My stepson is shouting right this second because he doesn’t agree with food today. I can still hear the birds, and the tap running in the bathroom.

Nobody is going to get upset because he’s angry about toast.

Placeholder123 · 18/05/2025 08:20

SleeplessInWherever · 18/05/2025 08:14

There’s a real lack of resilience on this thread.

We're not entitled to a pain or inconvenience free life. That’s genuinely not how life works. We don’t get to live forever with nothing bothering us.

It would be lovely if we did, but nobody lives in an ideal world.

My stepson is shouting right this second because he doesn’t agree with food today. I can still hear the birds, and the tap running in the bathroom.

Nobody is going to get upset because he’s angry about toast.

Ah yes, a bit of shouting at 8:15 is exactly the same as prolonged sleep deprivation. Silly me and my lack of resilience. I’ll go and listen to the birds tweeting and it’ll all be fine.

Hipatch · 18/05/2025 08:28

SleeplessInWherever · 18/05/2025 08:14

There’s a real lack of resilience on this thread.

We're not entitled to a pain or inconvenience free life. That’s genuinely not how life works. We don’t get to live forever with nothing bothering us.

It would be lovely if we did, but nobody lives in an ideal world.

My stepson is shouting right this second because he doesn’t agree with food today. I can still hear the birds, and the tap running in the bathroom.

Nobody is going to get upset because he’s angry about toast.

Resiliance. You’ve no idea the things I’ve been through. How hard I’ve worked to build a nice normal peaceful life from nothing. I am product of an abusive childhood home so no stranger to being impacted by someone else. I’ve probably been more resilient than most of the population thanks.

Nobody knows anything about the neighbour or her life. How do you know she’s not struggling with something else and this has just tipped her over the edge? It’s all about mental health now but only the person with the disabled child’s then? Nobody else is allowed to struggle because someone else’s situation is worse?

You’re on the other end, it’s your child who you love making the racket. Everyone copes and minimises their own child’s noise because it’s theirs. Not the same as listening to someone elses is screaming and stimming at 4am is it really.
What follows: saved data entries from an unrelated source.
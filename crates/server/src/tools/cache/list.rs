//! cache_list tool implementation.

use rmcp::{ErrorData as McpError, model::CallToolResult};
use schemars::JsonSchema;
use serde::{Deserialize, Serialize};
use swcache_client::ServiceWorker;
use swcache_core::cache::PartitionInfo;

use crate::tools::json_result;

/// Output from the cache_list tool.
#[derive(Debug, Clone, Serialize, Deserialize, JsonSchema)]
pub struct CacheListOutput {
    /// Every partition of every version, ordered by key.
    pub partitions: Vec<PartitionInfo>,
}

pub async fn list_impl(worker: &ServiceWorker) -> Result<CallToolResult, McpError> {
    let partitions = worker.partitions().await?;
    json_result(&CacheListOutput { partitions })
}

#[cfg(test)]
mod tests {
    use super::*;
    use crate::tools::test_support::{offline_worker, output};

    #[tokio::test]
    async fn test_list_after_install() {
        let (worker, _db) = offline_worker().await;
        let out = output(&list_impl(&worker).await.unwrap());
        let partitions = out["partitions"].as_array().unwrap();
        assert_eq!(partitions.len(), 1);
        assert_eq!(partitions[0]["partition_key"], "myapp:1:precache");
        assert_eq!(partitions[0]["entry_count"], 0);
    }
}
SleeplessInWherever · 18/05/2025 08:30

Placeholder123 · 18/05/2025 08:20

Ah yes, a bit of shouting at 8:15 is exactly the same as prolonged sleep deprivation. Silly me and my lack of resilience. I’ll go and listen to the birds tweeting and it’ll all be fine.

It’s not, and sleep deprivation isn’t fine.

But if anyone is living their lives thinking they’re entitled to a disruption free life, boy is the world going to kick you in the arse.

PawsAndTails · 18/05/2025 08:31

SleeplessInWherever · 18/05/2025 08:30

It’s not, and sleep deprivation isn’t fine.

But if anyone is living their lives thinking they’re entitled to a disruption free life, boy is the world going to kick you in the arse.

There is a big difference between a temporary or occasional disruption and being woken every single day for an indefinite period of time at 4.30am.

SleeplessInWherever · 18/05/2025 08:32

Hipatch · 18/05/2025 08:28

Resiliance. You’ve no idea the things I’ve been through. How hard I’ve worked to build a nice normal peaceful life from nothing. I am product of an abusive childhood home so no stranger to being impacted by someone else. I’ve probably been more resilient than most of the population thanks.

Nobody knows anything about the neighbour or her life. How do you know she’s not struggling with something else and this has just tipped her over the edge? It’s all about mental health now but only the person with the disabled child’s then? Nobody else is allowed to struggle because someone else’s situation is worse?

You’re on the other end, it’s your child who you love making the racket. Everyone copes and minimises their own child’s noise because it’s theirs. Not the same as listening to someone elses is screaming and stimming at 4am is it really.

I don’t believe that disabled child is responsible for anyone’s previous hardship, or what they’ve been through in their life, of how close to their existing edge they are.

The two things and two people coexist.

The neighbours may have existing problems. What has that got to do with an autistic child, how are they even close to responsible for their trauma.